- PROBLEM TO WORK ON -
Return every line of the data below that includes the string "LoopHint".
** DATA PROVIDED follows **
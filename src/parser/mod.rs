pub mod parser;

// Re-export the main entry point from parser.rs
pub use parser::parse_module;

#[cfg(test)]
mod tests {
    use super::parse_module;
    use crate::ir::{
        BinaryOp, CmpOp, FunctionAnnotation, Instruction, Literal, LoopHint, PrimitiveType, Type,
        Value,
    };

    #[test]
    fn test_parse_simple_add_function() {
        let input = r#"
            fn @add(i32 %a, i32 %b) -> i32 {
              entry:
                %sum = add.i32 %a, %b
                ret.i32 %sum
            }
        "#;

        let module = parse_module(input).expect("Parsing failed");

        assert_eq!(module.function_count(), 1);
        let func = module.get_function("add").expect("Function @add not found");

        assert_eq!(func.name, "add");
        assert_eq!(func.signature.params.len(), 2);
        assert_eq!(func.signature.params[0].name, "a");
        assert_eq!(
            func.signature.params[0].ty,
            Type::Primitive(PrimitiveType::I32)
        );
        assert_eq!(func.signature.params[1].name, "b");
        assert_eq!(func.signature.return_type, Type::Primitive(PrimitiveType::I32));
        assert_eq!(func.blocks.len(), 1);
        assert_eq!(func.blocks[0].label, "entry");

        let entry = &func.blocks[0];
        assert_eq!(entry.instructions.len(), 2);

        match &entry.instructions[0] {
            Instruction::Binary {
                op,
                result,
                ty,
                lhs,
                rhs,
            } => {
                assert_eq!(*op, BinaryOp::Add);
                assert_eq!(result, "sum");
                assert_eq!(*ty, PrimitiveType::I32);
                assert_eq!(*lhs, Value::var("a"));
                assert_eq!(*rhs, Value::var("b"));
            }
            other => panic!("Unexpected instruction: {:?}", other),
        }

        match &entry.instructions[1] {
            Instruction::Ret { ty, value } => {
                assert_eq!(*ty, Type::Primitive(PrimitiveType::I32));
                assert_eq!(value.as_ref(), Some(&Value::var("sum")));
            }
            other => panic!("Unexpected instruction: {:?}", other),
        }
    }

    #[test]
    fn test_parse_type_and_global_declarations() {
        let input = r#"
            type @Vec2 = struct { x: f32, y: f32 }
            type @Matrix = [4 x i32]
            global @count: i64 = 10
            global @uninit: ptr
        "#;
        let module = parse_module(input).expect("Parsing failed");

        assert_eq!(module.type_declarations.len(), 2);
        let vec2 = module.type_declarations.get("Vec2").unwrap();
        if let Type::Struct(fields) = &vec2.ty {
            assert_eq!(fields.len(), 2);
            assert_eq!(fields[0].name, "x");
            assert_eq!(fields[0].ty, Type::Primitive(PrimitiveType::F32));
        } else {
            panic!("Expected struct for Vec2");
        }

        let count = module.global_declarations.get("count").unwrap();
        assert_eq!(count.ty, Type::Primitive(PrimitiveType::I64));
        assert_eq!(count.initializer, Some(Literal::I64(10)));

        let uninit = module.global_declarations.get("uninit").unwrap();
        assert!(uninit.initializer.is_none());
    }

    #[test]
    fn test_parse_comments_and_whitespace() {
        let input = r#"
            # This is a comment
            fn @test() -> void { # Another comment
               entry: # Block label comment
                  # Instruction comment
                  ret.void # Trailing comment
            } # Final comment
        "#;
        let module = parse_module(input).expect("Parsing should succeed");
        assert_eq!(module.function_count(), 1);
        let func = module.get_function("test").unwrap();
        assert_eq!(func.blocks.len(), 1);
        assert!(matches!(
            func.blocks[0].instructions[0],
            Instruction::Ret {
                ty: Type::Void,
                value: None
            }
        ));
    }

    #[test]
    fn test_parse_block_missing_terminator() {
        let input = r#"
            fn @bad() -> i32 {
                entry:
                    %a = add.i32 1, 2
            }
        "#;
        let result = parse_module(input);
        assert!(result.is_err());
        if let Err(e) = result {
            assert!(e.to_string().contains("must end with a terminator instruction"));
        }
    }

    #[test]
    fn test_parse_function_with_multiple_blocks() {
        let input = r#"
            fn @conditional(i32 %x) -> i32 {
              entry:
                %is_pos = gt.i32 %x, 0
                br %is_pos, positive, negative

              positive:
                ret.i32 1

              negative:
                ret.i32 -1
            }
        "#;

        let module = parse_module(input).expect("Parsing failed");
        let func = module.get_function("conditional").expect("Function not found");

        assert_eq!(func.blocks.len(), 3);
        assert_eq!(func.blocks[0].label, "entry");
        assert_eq!(func.blocks[1].label, "positive");
        assert_eq!(func.blocks[2].label, "negative");

        match &func.blocks[2].instructions[0] {
            Instruction::Ret { value, .. } => {
                assert_eq!(value, &Some(Value::Constant(Literal::I32(-1))));
            }
            other => panic!("Expected ret, got {:?}", other),
        }
    }

    #[test]
    fn test_parse_comparison_and_zext() {
        let input = r#"
            fn @test(i32 %a, i32 %b) -> i64 {
              entry:
                %c = le.i32 %a, %b
                %w = zext.bool.i64 %c
                ret.i64 %w
            }
        "#;
        let module = parse_module(input).expect("Parsing failed");
        let func = module.get_function("test").unwrap();
        match &func.blocks[0].instructions[0] {
            Instruction::Cmp { op, ty, .. } => {
                assert_eq!(*op, CmpOp::Le);
                assert_eq!(*ty, PrimitiveType::I32);
            }
            other => panic!("Expected cmp, got {:?}", other),
        }
        match &func.blocks[0].instructions[1] {
            Instruction::ZeroExtend {
                source_type,
                target_type,
                ..
            } => {
                assert_eq!(*source_type, PrimitiveType::Bool);
                assert_eq!(*target_type, PrimitiveType::I64);
            }
            other => panic!("Expected zext, got {:?}", other),
        }
    }

    #[test]
    fn test_parse_memory_and_composite_operations() {
        let input = r#"
            fn @test_composite() -> ptr {
              entry:
                %arr_ptr = alloc.stack [4 x i32]
                %elem_ptr = getelem.ptr %arr_ptr, 2, i32
                %elem = load.i32 %elem_ptr
                %struct_ptr = alloc.stack struct { x: i32, y: i32 }
                %y_ptr = getfield.ptr %struct_ptr, 1
                store.i32 %y_ptr, %elem
                ret.ptr %struct_ptr
            }
        "#;

        let module = parse_module(input).expect("Parsing failed");
        let func = module.get_function("test_composite").unwrap();
        let entry = &func.blocks[0];
        assert_eq!(entry.instructions.len(), 7);

        match &entry.instructions[0] {
            Instruction::Alloc { result, allocated_ty } => {
                assert_eq!(result, "arr_ptr");
                assert!(matches!(allocated_ty, Type::Array { size: 4, .. }));
            }
            other => panic!("Expected alloc, got {:?}", other),
        }
        match &entry.instructions[1] {
            Instruction::GetElemPtr {
                index, element_type, ..
            } => {
                assert_eq!(*index, Value::Constant(Literal::I64(2)));
                assert_eq!(*element_type, PrimitiveType::I32);
            }
            other => panic!("Expected getelem, got {:?}", other),
        }
    }

    #[test]
    fn test_parse_function_call() {
        let input = r#"
            fn @callee(i32 %x, i32 %y) -> i32 {
              entry:
                %sum = add.i32 %x, %y
                ret.i32 %sum
            }

            fn @caller() -> i32 {
              entry:
                %result = call @callee(5, 10)
                ret.i32 %result
            }
        "#;

        let module = parse_module(input).expect("Parsing failed");
        let caller = module.get_function("caller").expect("Caller not found");

        match &caller.blocks[0].instructions[0] {
            Instruction::Call {
                result,
                func_name,
                args,
            } => {
                assert_eq!(result.as_deref(), Some("result"));
                assert_eq!(func_name, "callee");
                assert_eq!(args.len(), 2);
                assert_eq!(args[0], Value::Constant(Literal::I32(5)));
            }
            other => panic!("Expected call, got {:?}", other),
        }
    }

    #[test]
    fn test_parse_phi_and_loop_hints() {
        let input = r#"
            fn @counted(i32 %n) -> i32 {
              entry:
                jmp header
              header: !unroll.disable !vectorize.enable
                %i = phi.i32 [0, entry], [%next, body]
                %c = lt.i32 %i, %n
                br %c, body, exit
              body:
                %next = add.i32 %i, 1
                jmp header
              exit:
                ret.i32 %i
            }
        "#;

        let module = parse_module(input).expect("Parsing failed");
        let func = module.get_function("counted").unwrap();
        let header = func.get_block("header").unwrap();
        assert_eq!(
            header.hints,
            vec![LoopHint::UnrollDisable, LoopHint::VectorizeEnable]
        );
        match &header.instructions[0] {
            Instruction::Phi { incoming, .. } => {
                assert_eq!(incoming.len(), 2);
                assert_eq!(incoming[0].0, Value::Constant(Literal::I32(0)));
                assert_eq!(incoming[0].1, "entry");
                assert_eq!(incoming[1].0, Value::var("next"));
                assert_eq!(incoming[1].1, "body");
            }
            other => panic!("Expected phi, got {:?}", other),
        }
    }

    #[test]
    fn test_parse_annotations_and_declaration() {
        let input = r#"
            @noopt
            @vector_width(256)
            @target_cpu(x86_64)
            fn @hot(ptr %p) -> void {
              entry:
                ret.void
            }

            decl @external_helper(i64 %x) -> i64
        "#;

        let module = parse_module(input).expect("Parsing failed");
        let hot = module.get_function("hot").unwrap();
        assert!(hot.has_annotation(&FunctionAnnotation::NoOpt));
        assert!(hot.has_annotation(&FunctionAnnotation::VectorWidth(256)));
        assert!(hot.has_annotation(&FunctionAnnotation::TargetCpu("x86_64".to_string())));

        let ext = module.get_function("external_helper").unwrap();
        assert!(ext.is_declaration());
        assert_eq!(ext.signature.params.len(), 1);
    }

    #[test]
    fn test_module_roundtrip_through_display() {
        let input = r#"
            @noopt
            fn @scale(ptr %arr, i32 %n) -> void {
              entry:
                jmp header
              header: !unroll.disable
                %i = phi.i32 [0, entry], [%next, body]
                %c = lt.i32 %i, %n
                br %c, body, exit
              body:
                %e = getelem.ptr %arr, %i, f32
                %v = load.f32 %e
                %v2 = mul.f32 %v, 2.0
                store.f32 %e, %v2
                %next = add.i32 %i, 1
                jmp header
              exit:
                ret.void
            }
        "#;
        let module = parse_module(input).expect("first parse failed");
        let printed = format!("{}", module);
        let reparsed = parse_module(&printed).expect("reparse failed");
        assert_eq!(module, reparsed);
    }
}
** End of DATA PROVIDED **
- EXPECTED ANSWER -
        BinaryOp, CmpOp, FunctionAnnotation, Instruction, Literal, LoopHint, PrimitiveType, Type,
            vec![LoopHint::UnrollDisable, LoopHint::VectorizeEnable]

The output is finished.